A state department health worker stands in full protective gear while recovering the body of a street vendor who was found at dawn by his neighbors in the Cerro San Miguel neighborhood of Cochabamba, Bolivia, July 25, 2020.
A state department health worker stands in full protective gear while recovering the body of a street vendor who was found at dawn by his neighbors in the Cerro San Miguel neighborhood of Cochabamba, Bolivia, July 25, 2020.

A group of entrepreneurs believe their mobile crematorium is the solution to Bolivia's surge in coronavirus deaths.

Carlos Ayo, an environmental engineer, who is part of the group said, there are instances when dozens of bodies piled up in the street in Bolivia because families do not have the resources or aren't finding places to bury or cremate the bodies of loved ones and they end up throwing them in the streets to avoid contaminating themselves.
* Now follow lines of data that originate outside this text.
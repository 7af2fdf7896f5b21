use std::time::Duration;

use async_trait::async_trait;
use log::{debug, info};
use serde::{Deserialize, Serialize};
use serde_json::Value;
use tokio_util::sync::CancellationToken;

use crate::common::{error::ChainClientError, transaction::Confirmation};

/// rows fetched per operation group, enough to cover a reveal plus the
/// operation it was batched with
const OPERATION_GROUP_LIMIT: u32 = 10;

#[derive(Debug, Clone, PartialEq, Serialize)]
pub struct Predicate {
    pub field: String,
    pub operation: String,
    pub set: Vec<Value>,
    pub inverse: bool,
}

#[derive(Debug, Clone, PartialEq, Serialize)]
pub struct OrderBy {
    pub field: String,
    pub direction: String,
}

/// conseil data query body
#[derive(Debug, Clone, PartialEq, Serialize)]
#[serde(rename_all = "camelCase")]
pub struct ConseilQuery {
    pub fields: Vec<String>,
    pub predicates: Vec<Predicate>,
    pub order_by: Vec<OrderBy>,
    pub aggregation: Vec<Value>,
    pub limit: u32,
}

impl ConseilQuery {
    pub fn new(limit: u32) -> Self {
        Self {
            fields: vec![],
            predicates: vec![],
            order_by: vec![],
            aggregation: vec![],
            limit,
        }
    }

    pub fn add_predicate(mut self, field: &str, value: impl Into<Value>) -> Self {
        self.predicates.push(Predicate {
            field: field.to_string(),
            operation: "eq".to_string(),
            set: vec![value.into()],
            inverse: false,
        });
        self
    }

    pub fn order_desc(mut self, field: &str) -> Self {
        self.order_by.push(OrderBy {
            field: field.to_string(),
            direction: "desc".to_string(),
        });
        self
    }
}

pub fn block_head_query() -> ConseilQuery {
    ConseilQuery::new(1).order_desc("level")
}

pub fn operation_group_query(operation_group_hash: &str) -> ConseilQuery {
    ConseilQuery::new(OPERATION_GROUP_LIMIT)
        .add_predicate("operation_group_hash", operation_group_hash)
        .order_desc("block_level")
}

#[derive(Debug, Clone, Deserialize)]
struct BlockRow {
    level: u64,
}

/// single operation of a group as stored by the indexer
#[derive(Debug, Clone, PartialEq, Deserialize)]
pub struct OperationRow {
    pub operation_group_hash: String,
    #[serde(default)]
    pub kind: Option<String>,
    #[serde(default)]
    pub status: Option<String>,
    pub block_hash: String,
    pub block_level: u64,
    #[serde(default)]
    pub originated_contracts: Option<String>,
}

/// folds the rows of one operation group into a single confirmation.
/// the group is applied only if every row is.
pub fn merge_operation_rows(
    operation_group_hash: &str,
    rows: Vec<OperationRow>,
) -> Option<Confirmation> {
    let first = rows.first()?;

    let mut confirmation = Confirmation {
        operation_group_hash: operation_group_hash.to_string(),
        status: "applied".to_string(),
        block_hash: first.block_hash.clone(),
        block_level: first.block_level,
        originated_contracts: vec![],
    };

    for row in rows {
        let status = row.status.unwrap_or_else(|| "unknown".to_string());
        if status != "applied" && confirmation.is_applied() {
            confirmation.status = status;
        }

        if let Some(contract) = row.originated_contracts.filter(|c| !c.is_empty()) {
            confirmation.originated_contracts.push(contract);
        }
    }

    Some(confirmation)
}

/// bounds on how long to wait for an operation group to be included
#[derive(Debug, Clone, Copy, PartialEq, Eq)]
pub struct ConfirmationSettings {
    pub blocks: u64,
    pub block_time: Duration,
    pub timeout: Duration,
}

impl Default for ConfirmationSettings {
    fn default() -> Self {
        Self {
            blocks: 7,
            block_time: Duration::from_secs(61),
            timeout: Duration::from_secs(900),
        }
    }
}

/// indexer trait used to follow operations after injection.
/// implementors provide the two queries, polling comes for free.
#[async_trait]
pub trait IndexerClient: Send + Sync {
    async fn get_block_head_level(&self) -> Result<u64, ChainClientError>;

    async fn get_operation_group(
        &self,
        operation_group_hash: &str,
    ) -> Result<Vec<OperationRow>, ChainClientError>;

    /// waits until the operation group shows up in a block.
    ///
    /// stops with `ConfirmationTimeout` once more than `settings.blocks` blocks
    /// were baked or `settings.timeout` elapsed, and with `Cancelled` when the
    /// token fires. an included group that was not applied is a
    /// `TransactionError`.
    async fn await_operation_confirmation(
        &self,
        operation_group_hash: &str,
        settings: ConfirmationSettings,
        cancel: &CancellationToken,
    ) -> Result<Confirmation, ChainClientError> {
        let confirmation = tokio::select! {
            biased;
            _ = cancel.cancelled() => {
                return Err(ChainClientError::Cancelled(format!(
                    "stopped waiting for {operation_group_hash}"
                )));
            }
            polled = tokio::time::timeout(
                settings.timeout,
                self.poll_operation_group(operation_group_hash, settings),
            ) => match polled {
                Ok(result) => result?,
                Err(_) => {
                    return Err(ChainClientError::ConfirmationTimeout(format!(
                        "{operation_group_hash} not confirmed within {}s",
                        settings.timeout.as_secs()
                    )));
                }
            },
        };

        if !confirmation.is_applied() {
            return Err(ChainClientError::TransactionError(format!(
                "{operation_group_hash} included in block {} with status {}",
                confirmation.block_hash, confirmation.status
            )));
        }

        Ok(confirmation)
    }

    async fn poll_operation_group(
        &self,
        operation_group_hash: &str,
        settings: ConfirmationSettings,
    ) -> Result<Confirmation, ChainClientError> {
        let initial_level = self.get_block_head_level().await?;
        info!("waiting for {operation_group_hash} from level {initial_level}");

        loop {
            let rows = self.get_operation_group(operation_group_hash).await?;
            if let Some(confirmation) = merge_operation_rows(operation_group_hash, rows) {
                return Ok(confirmation);
            }

            tokio::time::sleep(settings.block_time).await;

            let current_level = self.get_block_head_level().await?;
            debug!("{operation_group_hash} not found, head at level {current_level}");

            if current_level > initial_level + settings.blocks {
                return Err(ChainClientError::ConfirmationTimeout(format!(
                    "{operation_group_hash} not found after {} blocks",
                    current_level - initial_level
                )));
            }
        }
    }
}

pub struct ConseilClient {
    url: String,
    api_key: String,
    network: String,
    http: reqwest::Client,
}

impl ConseilClient {
    pub fn new(url: &str, api_key: &str, network: &str) -> Self {
        Self {
            url: url.trim_end_matches('/').to_string(),
            api_key: api_key.to_string(),
            network: network.to_string(),
            http: reqwest::Client::new(),
        }
    }

    fn entity_url(&self, entity: &str) -> String {
        format!("{}/v2/data/tezos/{}/{entity}", self.url, self.network)
    }

    async fn query<T: serde::de::DeserializeOwned>(
        &self,
        entity: &str,
        query: &ConseilQuery,
    ) -> Result<Vec<T>, ChainClientError> {
        let response = self
            .http
            .post(self.entity_url(entity))
            .header("apiKey", &self.api_key)
            .json(query)
            .send()
            .await?;

        let status = response.status();
        if !status.is_success() {
            let body = response.text().await.unwrap_or_default();
            return Err(ChainClientError::QueryError(format!(
                "conseil {entity} query returned {status}: {body}"
            )));
        }

        Ok(response.json().await?)
    }
}

#[async_trait]
impl IndexerClient for ConseilClient {
    async fn get_block_head_level(&self) -> Result<u64, ChainClientError> {
        let blocks: Vec<BlockRow> = self.query("blocks", &block_head_query()).await?;

        blocks
            .first()
            .map(|b| b.level)
            .ok_or_else(|| ChainClientError::QueryError("no block head in indexer".to_string()))
    }

    async fn get_operation_group(
        &self,
        operation_group_hash: &str,
    ) -> Result<Vec<OperationRow>, ChainClientError> {
        self.query("operations", &operation_group_query(operation_group_hash))
            .await
    }
}
pub mod account;
pub mod base_client;
pub mod encoding;
pub mod errors;
pub mod fees;
pub mod indexer_client;
pub mod key_store;
pub mod operations;
pub mod rpc_client;
pub mod signing_client;

/// default offset from the chain head used as the operation branch, so that
/// small reorganisations of the head do not invalidate the operation.
pub const HEAD_BRANCH_OFFSET: u32 = 54;

pub const MAIN_CHAIN: &str = "main";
Ayo says the mobile crematory represents a way of giving something back to his homeland.

The group hauls the furnaces to communities that do not have the resources to meet the increasing demands brought on the COVID-19 pandemic.

The Associated Press said, in Cochabamba, Bolivia, one of the hard-hit cities, bodies were placed in the streets because of a break down in funeral services.

So far, more than 3,200 people have died of the coronavirus in Bolivia and more than 81,000 people have been infected with the virus.